3.4. Electrochemical Performance

Figure 10 demonstrates the CV curves of the fabricated coin cell utilizing the 0.2OH-GQD@Si/0.2rGO-1 (Figure 10(a)) and 0.3OH-GQD@Si/0.1rGO-2 (Figure 10(b)) composites during the initial five cycles at voltages of 0.01 – 1.5 V (vs. Li⁺/Li) at a scan rate of 0.1 mV s⁻¹. Two distinct peaks are observed at 0.34 and 0.75 V during the first cathodic scan (lithiation process) of the 0.2OH-GQD@Si/0.2rGO-1 composite anode. Likewise, two cathodic peaks were observed in the initial CV curve of the 0.3OH-GQD@Si/0.1rGO-2 composite (0.31 and 0.78 V).

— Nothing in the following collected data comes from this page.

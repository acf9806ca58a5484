//! Tipos de erro para o crate sheets

use thiserror::Error;

/// Erros do cliente do Google Sheets
#[derive(Debug, Error)]
pub enum SheetsError {
    /// Erro de requisição HTTP
    #[error("HTTP request failed: {0}")]
    HttpError(#[from] reqwest::Error),

    /// Erro devolvido pela API (status não-2xx ou objeto `error` no corpo)
    #[error("Google Sheets API error (status {status}): {message}")]
    ApiError { status: u16, message: String },

    /// Erro de parsing JSON
    #[error("JSON parsing failed: {0}")]
    JsonError(#[from] serde_json::Error),

    /// Erro de configuração
    #[error("Configuration error: {0}")]
    ConfigError(String),
}

impl SheetsError {
    /// Mensagem para o usuário final (sem o prefixo técnico)
    pub fn user_message(&self) -> String {
        match self {
            SheetsError::ApiError { message, .. } => message.clone(),
            other => other.to_string(),
        }
    }
}

/// Tipo Result padrão para o crate
pub type Result<T> = std::result::Result<T, SheetsError>;
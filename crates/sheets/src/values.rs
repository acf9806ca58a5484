//! Tipos da API `spreadsheets.values`

use serde::{Deserialize, Serialize};
use serde_json::Value;

/// Como a API deve interpretar os valores escritos
#[derive(Debug, Clone, Copy, PartialEq, Eq, Serialize, Deserialize)]
#[serde(rename_all = "SCREAMING_SNAKE_CASE")]
pub enum ValueInputOption {
    /// Valor gravado literalmente
    Raw,
    /// Valor interpretado como se digitado pelo usuário (datas, números)
    UserEntered,
}

/// Um intervalo e seus valores (para escrita)
#[derive(Debug, Clone, PartialEq, Serialize, Deserialize)]
pub struct ValueRange {
    pub range: String,
    pub values: Vec<Vec<String>>,
}

impl ValueRange {
    /// Intervalo de uma célula só
    pub fn single(range: impl Into<String>, value: impl Into<String>) -> Self {
        Self {
            range: range.into(),
            values: vec![vec![value.into()]],
        }
    }
}

#[derive(Debug, Clone, Serialize)]
#[serde(rename_all = "camelCase")]
pub struct BatchUpdateRequest<'a> {
    pub value_input_option: ValueInputOption,
    pub data: &'a [ValueRange],
}

#[derive(Debug, Clone, Default, Deserialize)]
#[serde(rename_all = "camelCase")]
pub struct BatchUpdateResponse {
    pub spreadsheet_id: Option<String>,
    pub total_updated_cells: Option<u64>,
    pub error: Option<Value>,
}

#[derive(Debug, Clone, Default, Deserialize)]
#[serde(rename_all = "camelCase")]
pub struct ValueRangeResponse {
    pub range: Option<String>,
    #[serde(default)]
    pub values: Vec<Vec<Value>>,
    pub error: Option<Value>,
}

impl ValueRangeResponse {
    /// Grade de células como texto
    pub fn into_grid(self) -> Vec<Vec<String>> {
        self.values
            .into_iter()
            .map(|row| row.into_iter().map(cell_to_string).collect())
            .collect()
    }
}

/// Converte uma célula JSON em texto (`null` vira vazio)
pub fn cell_to_string(value: Value) -> String {
    match value {
        Value::String(s) => s,
        Value::Null => String::new(),
        other => other.to_string(),
    }
}

/// Extrai a mensagem de um objeto `error` da API do Google
pub(crate) fn error_message(error: &Value) -> Option<String> {
    error
        .get("message")
        .and_then(|m| m.as_str())
        .map(str::to_string)
        .or_else(|| error.as_str().map(str::to_string))
}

These two reduction peaks in the cathodic branch of the CV curves are ascribed to the transformation of bulk Si into Li_xSi alloys and other lithiated precipitates (Li_xSiO_y, Li₂CO₃, and Li₂O) yielded in a series of irreversible multistep electrochemical reactions between Si and Li⁺ ions (Table 1); this outcome follows previous electrochemical studies [62].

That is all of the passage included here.